El miedo es la pasión más profunda;
es con el miedo con lo que usted
debe jugar si desea saborear las alegrías
más intensas de la vida.
Stevenson, El club de los suicidas.
¿Sabían que Marge Simpson es adicta al juego? Una buena madre se transforma frente a las maquinitas tragamonedas, simplemente pierde la razón. Recordé ese episodio de Los Simpson cuando me enteré de que una amiga está a punto de perder marido, hijos, casa, salud y empleo por su adicción al bingo. Hasta ahora, no me había percatado de la cantidad de casinos que pueblan nuestras ciudades. Ignoro los entresijos jurídicos que permitieron que florecieran en México. Como tantas cosas en este país, simplemente sucedió.
Al margen de cualquier prurito victoriano, los juegos de azar afectan nuestra vida moral. Por ejemplo, la Marquesa Calderón de la Barca señalaba, a mediados del siglo XIX, los desmanes que ocasionaba la feria de San Agustín de las Cuevas. Hacia finales de agosto, la sociedad acudía a jugar en aquel pueblo, hoy llamado Tlalpan, distante aún de la ciudad de México. Los ricos, que veraneaban en San Ángel, perdían cantidades enormes. Los pobres, por su parte, dormían donde podían y gastaban el dinero del que carecían.
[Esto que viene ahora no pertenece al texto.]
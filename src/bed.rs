use std::fs::File;
use std::io::{BufRead, BufReader};
use std::path::Path;

use crate::types::SampleRegion;
use crate::{Error, Result};

/// Read a BED-style restriction list from disk. Only the first three
/// columns are used; `#`, `track` and `browser` lines are skipped.
/// Reference names are left in the file's own convention; the sampler
/// reconciles `chr` prefixes at match time.
pub fn read_restriction_bed(path: &Path) -> Result<Vec<SampleRegion>> {
    let file = File::open(path)?;
    parse_restriction_bed(BufReader::new(file))
}

fn parse_restriction_bed<R: BufRead>(reader: R) -> Result<Vec<SampleRegion>> {
    let mut regions = Vec::new();

    for line in reader.lines() {
        let line = line?;
        if line.is_empty()
            || line.starts_with('#')
            || line.starts_with("track")
            || line.starts_with("browser")
        {
            continue;
        }

        let mut fields = line.split('\t');
        let name = fields
            .next()
            .ok_or_else(|| malformed(&line))?
            .to_string();
        let start: u64 = fields
            .next()
            .and_then(|s| s.parse().ok())
            .ok_or_else(|| malformed(&line))?;
        let end: u64 = fields
            .next()
            .and_then(|s| s.parse().ok())
            .ok_or_else(|| malformed(&line))?;

        regions.push(SampleRegion::new(name, start, end));
    }

    Ok(regions)
}

fn malformed(line: &str) -> Error {
    Error::InvalidInput(format!("malformed BED line: {}", line))
}

#[cfg(test)]
mod tests {
    use super::*;
    use std::io::Cursor;

    #[test]
    fn test_parse_skips_headers_and_blank_lines() {
        let bed = "browser position chr1:1-1000\n\
                   track name=test\n\
                   # comment\n\
                   \n\
                   chr1\t100\t200\tfeature-a\n\
                   chr2\t0\t50\n";
        let regions = parse_restriction_bed(Cursor::new(bed)).unwrap();
        assert_eq!(
            regions,
            vec![
                SampleRegion::new("chr1", 100, 200),
                SampleRegion::new("chr2", 0, 50),
            ]
        );
    }

    #[test]
    fn test_parse_rejects_malformed_line() {
        let bed = "chr1\tnot-a-number\t200\n";
        assert!(parse_restriction_bed(Cursor::new(bed)).is_err());

        let bed = "chr1\t100\n";
        assert!(parse_restriction_bed(Cursor::new(bed)).is_err());
    }

    #[test]
    fn test_parse_empty_input() {
        let regions = parse_restriction_bed(Cursor::new("")).unwrap();
        assert!(regions.is_empty());
    }
}
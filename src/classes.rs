use std::ptr::NonNull;

use crate::block::{BlockPtr, DSIZE};

/// Number of segregated size classes.
pub(crate) const CLASS_COUNT: usize = 7;

/// Upper bound in bytes of each class except the last, which is unbounded.
const CLASS_BOUNDS: [usize; CLASS_COUNT - 1] = [512, 1024, 2048, 4096, 8192, 16384];

/// Maps a total block size (header and footer included) to its size class.
pub(crate) fn class_of(size: usize) -> usize {
    CLASS_BOUNDS
        .iter()
        .position(|&bound| size <= bound)
        .unwrap_or(CLASS_COUNT - 1)
}

/// The head slots of the segregated free lists.
///
/// The slots live inside the arena itself, in a 7 x 8 byte region requested
/// from the provider before the prologue block. Each slot holds the payload
/// address of the first free block of its class, or 0 when the class is
/// empty:
///
/// ```text
///  arena base
///   |
///   v
///   +--------+--------+--------+--------+--------+--------+--------+----
///   | <=512  | <=1024 | <=2048 | <=4096 | <=8192 | <=16384|  rest  | ...
///   +--------+--------+--------+--------+--------+--------+--------+----
///       |                                                     |
///       v                                                     v
///    first free block of class 0                 first free block of class 6
/// ```
pub(crate) struct ClassHeads {
    slots: NonNull<usize>,
}

impl ClassHeads {
    /// Size in bytes of the head-slot region inside the arena.
    pub fn region_size() -> usize {
        CLASS_COUNT * DSIZE
    }

    /// Takes ownership of the slot region at `region` and clears every head.
    pub unsafe fn new(region: NonNull<u8>) -> Self {
        let slots = region.cast::<usize>();

        for class in 0..CLASS_COUNT {
            unsafe { *slots.as_ptr().add(class) = 0 };
        }

        Self { slots }
    }

    pub unsafe fn head(&self, class: usize) -> Option<BlockPtr> {
        unsafe {
            let addr = *self.slots.as_ptr().add(class);

            NonNull::new(addr as *mut u8).map(BlockPtr::from_payload)
        }
    }

    pub unsafe fn set_head(&mut self, class: usize, head: Option<BlockPtr>) {
        let addr = head.map_or(0, |block| block.payload() as usize);

        unsafe { *self.slots.as_ptr().add(class) = addr };
    }
}
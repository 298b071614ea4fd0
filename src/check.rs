use crate::block::{BlockPtr, DSIZE, OVERHEAD};
use crate::classes::{class_of, ClassHeads, CLASS_COUNT};
use crate::heap::Heap;

/// Heap-consistency checking. Diagnostics are printed human-readably and
/// counted; nothing is repaired and nothing aborts.
impl Heap {
    /// Walks the arena block by block and every class list link by link,
    /// verifying the allocator's invariants. Returns the number of
    /// inconsistencies found, so a clean heap yields 0. With `verbose` set,
    /// every block is printed along the way.
    pub fn check(&self, verbose: bool) -> usize {
        let mut errors = 0;

        unsafe {
            if verbose {
                println!(
                    "Heap [{:p}, {:p}], {} bytes:",
                    self.arena.lo(),
                    self.arena.hi(),
                    self.arena.size()
                );
            }

            if self.first_block.size() != OVERHEAD || !self.first_block.is_allocated() {
                eprintln!("Error: bad prologue header");
                errors += 1;
            }

            // Address-ordered walk from the prologue to the epilogue.
            let mut block = self.first_block;
            let mut block_bytes = 0;
            let mut free_blocks = 0;
            let mut prev_was_free = false;

            while block.size() > 0 {
                if verbose {
                    print_block(block);
                }

                errors += check_block(block);

                if !block.is_allocated() {
                    if prev_was_free {
                        eprintln!("Error: {:p}: two free blocks in a row", block.payload());
                        errors += 1;
                    }
                    free_blocks += 1;
                }

                prev_was_free = !block.is_allocated();
                block_bytes += block.size();
                block = block.next();
            }

            if verbose {
                print_block(block);
            }

            if block.size() != 0 || !block.is_allocated() {
                eprintln!("Error: bad epilogue header");
                errors += 1;
            }

            // All arena bytes must be accounted for: the head slots, the
            // padding word, every block, and the epilogue header.
            let fixed = ClassHeads::region_size() + DSIZE;
            if block_bytes + fixed != self.arena.size() {
                eprintln!(
                    "Error: blocks cover {} bytes, arena holds {}",
                    block_bytes + fixed,
                    self.arena.size()
                );
                errors += 1;
            }

            // Per-class list walk over the succ deltas.
            let mut listed_blocks = 0;

            'classes: for class in 0..CLASS_COUNT {
                if let Some(head) = self.lists.head(class) {
                    if head.pred().is_some() {
                        eprintln!("Error: class {class}: head has a predecessor");
                        errors += 1;
                    }
                }

                let mut node = self.lists.head(class);

                while let Some(current) = node {
                    listed_blocks += 1;

                    if listed_blocks > free_blocks {
                        eprintln!("Error: class {class}: more listed blocks than free blocks");
                        errors += 1;
                        break 'classes;
                    }

                    if current.is_allocated() {
                        eprintln!("Error: {:p}: allocated block in class {class}", current.payload());
                        errors += 1;
                    }

                    if class_of(current.size()) != class {
                        eprintln!(
                            "Error: {:p}: size {} outside class {class}",
                            current.payload(),
                            current.size()
                        );
                        errors += 1;
                    }

                    if let Some(succ) = current.succ() {
                        if succ.pred() != Some(current) {
                            eprintln!(
                                "Error: {:p}: successor's pred delta does not point back",
                                current.payload()
                            );
                            errors += 1;
                        }
                    }

                    node = current.succ();
                }
            }

            if listed_blocks != free_blocks {
                eprintln!(
                    "Error: {} free blocks in the arena, {} reachable through the lists",
                    free_blocks, listed_blocks
                );
                errors += 1;
            }
        }

        errors
    }
}

unsafe fn print_block(block: BlockPtr) {
    unsafe {
        if block.size() == 0 {
            println!("{:p}: EOL", block.payload());
            return;
        }

        let tag = |allocated: bool| if allocated { 'a' } else { 'f' };

        println!(
            "{:p}: header: [{}:{}] footer: [{}:{}]",
            block.payload(),
            block.size(),
            tag(block.is_allocated()),
            *block.footer() & !0x7,
            tag(*block.footer() & 0x1 != 0),
        );
    }
}

unsafe fn check_block(block: BlockPtr) -> usize {
    let mut errors = 0;

    unsafe {
        if block.payload() as usize % DSIZE != 0 {
            eprintln!("Error: {:p} is not doubleword aligned", block.payload());
            errors += 1;
        }

        if *block.header() != *block.footer() {
            eprintln!("Error: {:p}: header does not match footer", block.payload());
            errors += 1;
        }
    }

    errors
}


#[cfg(test)]
mod tests {
    use super::*;
    use crate::block::pack;

    #[test]
    fn clean_heap_reports_no_errors() {
        let mut heap = Heap::new().unwrap();

        let a = heap.allocate(48);
        let b = heap.allocate(1000);
        heap.free(a);

        assert_eq!(heap.check(false), 0);
        let _ = b;
    }

    #[test]
    fn verbose_walk_reports_no_errors() {
        let mut heap = Heap::new().unwrap();

        let ptr = heap.allocate(64);
        heap.free(ptr);

        assert_eq!(heap.check(true), 0);
    }

    #[test]
    fn clobbered_footer_is_detected() {
        let mut heap = Heap::new().unwrap();

        let ptr = heap.allocate(32);

        unsafe {
            let block = BlockPtr::from_payload(std::ptr::NonNull::new(ptr).unwrap());
            *block.footer() = pack(24, false);
        }

        assert!(heap.check(false) > 0);
    }
}
impl Heap {
    /// Builds an empty heap: reserves the arena, claims the list-head region
    /// and the prologue / epilogue prefix, then grows the heap by one chunk.
    pub fn new() -> Result<Self, &'static str> {
        let mut arena = Arena::new()?;

        let head_region = arena
            .extend(ClassHeads::region_size())
            .ok_or("heap: provider refused the list-head region")?;
        let lists = unsafe { FreeLists::new(head_region) };

        let prefix = arena
            .extend(4 * WSIZE)
            .ok_or("heap: provider refused the prologue region")?;

        let first_block = unsafe {
            let words = prefix.as_ptr() as *mut u32;
            *words = 0;                                  // alignment padding
            *words.add(1) = pack(OVERHEAD, true);        // prologue header
            *words.add(2) = pack(OVERHEAD, true);        // prologue footer
            *words.add(3) = pack(0, true);               // epilogue header

            BlockPtr::from_payload(NonNull::new_unchecked(prefix.as_ptr().add(DSIZE)))
        };

        let mut heap = Self { arena, lists, first_block };

        unsafe {
            heap.extend_heap(CHUNKSIZE / WSIZE)
                .ok_or("heap: provider refused the initial chunk")?;
        }

        Ok(heap)
    }

    /// Allocates a block with at least `size` bytes of payload, returning a
    /// null pointer when `size` is 0 or the arena is exhausted.
    pub fn allocate(&mut self, size: usize) -> *mut u8 {
        if size == 0 {
            return ptr::null_mut();
        }

        let Some(asize) = adjust_size(size) else {
            return ptr::null_mut();
        };

        unsafe {
            if let Some(block) = self.find_fit(asize) {
                self.place(block, asize);
                return block.payload();
            }

            // No fit: grow the heap. Each extension coalesces with the free
            // block at the arena's tail, so repeating it accumulates one
            // block large enough for requests beyond a single chunk.
            let extend_size = asize.min(CHUNKSIZE);
            let mut block = match self.extend_heap(extend_size / WSIZE) {
                Some(block) => block,
                None => return ptr::null_mut(),
            };

            while block.size() < asize {
                block = match self.extend_heap(extend_size / WSIZE) {
                    Some(block) => block,
                    None => return ptr::null_mut(),
                };
            }

            self.place(block, asize);
            block.payload()
        }
    }

    /// Frees the block at `ptr`. Passing a null pointer is a no-op; passing
    /// anything that did not come from this heap is undefined behavior.
    pub fn free(&mut self, ptr: *mut u8) {
        let Some(payload) = NonNull::new(ptr) else {
            return;
        };

        unsafe {
            let block = BlockPtr::from_payload(payload);
            let size = block.size();

            block.write_tags(size, false);
            self.coalesce(block);
        }
    }

    /// Moves the allocation at `ptr` to a block with at least `size` payload
    /// bytes, copying the overlapping prefix of the contents.
    ///
    /// A null `ptr` behaves like [`Heap::allocate`]; a zero `size` behaves
    /// like [`Heap::free`] and returns null. When the inner allocation fails
    /// this returns null and leaves the original block untouched.
    pub fn reallocate(&mut self, ptr: *mut u8, size: usize) -> *mut u8 {
        if ptr.is_null() {
            return self.allocate(size);
        }

        if size == 0 {
            self.free(ptr);
            return ptr::null_mut();
        }

        let new_ptr = self.allocate(size);
        if new_ptr.is_null() {
            return ptr::null_mut();
        }

        unsafe {
            let old_block = BlockPtr::from_payload(NonNull::new_unchecked(ptr));
            let old_payload = old_block.size() - OVERHEAD;

            ptr::copy_nonoverlapping(ptr, new_ptr, old_payload.min(size));
        }

        self.free(ptr);
        new_ptr
    }

    /// Finds a free block of at least `asize` bytes: starting at the class
    /// of `asize`, each candidate class is probed at its head only. O(1) per
    /// class, at most seven probes.
    unsafe fn find_fit(&self, asize: usize) -> Option<BlockPtr> {
        unsafe {
            for class in class_of(asize)..CLASS_COUNT {
                if let Some(head) = self.lists.head(class) {
                    if head.size() >= asize {
                        return Some(head);
                    }
                }
            }

            None
        }
    }

    /// Carves an allocation of `asize` bytes out of the free block at
    /// `block`, splitting off the remainder when it can still hold a
    /// minimum-size block.
    unsafe fn place(&mut self, block: BlockPtr, asize: usize) {
        unsafe {
            let csize = block.size();

            self.lists.remove(block);

            if csize - asize >= MIN_BLOCK_SIZE {
                block.write_tags(asize, true);

                let remainder = block.next();
                remainder.write_tags(csize - asize, false);
                self.lists.insert(remainder);
            } else {
                block.write_tags(csize, true);
            }
        }
    }

    /// Merges the free block at `block` with whichever of its neighbours is
    /// free and returns the merged block, which always ends up in exactly
    /// one class list. Neighbours leave their lists before any tag is
    /// rewritten, since their current size is what locates them.
    unsafe fn coalesce(&mut self, block: BlockPtr) -> BlockPtr {
        unsafe {
            let prev = block.prev();
            let next = block.next();
            let mut size = block.size();

            let merged = match (prev.is_allocated(), next.is_allocated()) {
                (true, true) => block,
                (true, false) => {
                    self.lists.remove(next);
                    size += next.size();
                    block.write_tags(size, false);
                    block
                }
                (false, true) => {
                    self.lists.remove(prev);
                    size += prev.size();
                    prev.write_tags(size, false);
                    prev
                }
                (false, false) => {
                    self.lists.remove(prev);
                    self.lists.remove(next);
                    size += prev.size() + next.size();
                    prev.write_tags(size, false);
                    prev
                }
            };

            self.lists.insert(merged);
            merged
        }
    }

    /// Grows the arena by `words` words (rounded up to keep 8-byte
    /// alignment) and turns the new bytes into a free block: its header
    /// overwrites the old epilogue and a fresh epilogue is written after it.
    /// Returns the block after coalescing with a trailing free neighbour.
    unsafe fn extend_heap(&mut self, words: usize) -> Option<BlockPtr> {
        let size = align(words * WSIZE, DSIZE);

        let payload = self.arena.extend(size)?;

        unsafe {
            let block = BlockPtr::from_payload(payload);
            block.write_tags(size, false);

            *block.next().header() = pack(0, true);

            Some(self.coalesce(block))
        }
    }
}

/// Rounds a request up to a representable block size: payload aligned to 8
/// plus header and footer, never below the minimum block. Requests beyond
/// the arena reservation are rejected outright.
fn adjust_size(size: usize) -> Option<usize> {
    if size > MAX_ARENA_SIZE {
        return None;
    }

    if size <= DSIZE {
        Some(MIN_BLOCK_SIZE)
    } else {
        Some(align(size + OVERHEAD, DSIZE))
    }
}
Los juegos de azar son fascinantes, el peligro ronda. Es el vértigo de la ruleta que retrata Dostoievski en El jugador. Su embrujo, tan adictivo como el alcohol, no es fácil de explicar. ¿Por qué demonios nos gusta apostar?
LA RUEDA DE LA FORTUNA
Jugar es aceptar nuestros límites. En la ruleta reconocemos que la vida escapa de nuestro control. Nuestra actitud ante el azar es ambivalente. Lo odiamos cuando nos lastima; lo admiramos cuando nos consiente. Nos atrae su incertidumbre, anhelamos dominarlo y esclarecer sus secretos.
A veces el azar parece manifestar la irracionalidad del mundo; otras, insinúa la presencia divina. Los cristianos miraron con temor el juego para no «poner a prueba» a Dios. Los paganos intentaron sobornar a sus divinidades con sacrificios y ruegos. Los ilustrados aprendieron cálculo para domesticar la veleta del azar.
BARAJA CONTRA AJEDREZ
Si bien el azar afrenta al entendimiento humano, también lo consuela. El peso de la propia responsabilidad agobia. Es la idea del cuento El club de los suicidas, de Stevenson. El grupo reúne a quienes ya no quieren vivir, pero carecen de arrestos para suicidarse. El club es una argucia: por las noches se juega a la carta. Quien saca el as d    e espadas morirá «accidentalmente» a manos de quien sacó el as de bastos.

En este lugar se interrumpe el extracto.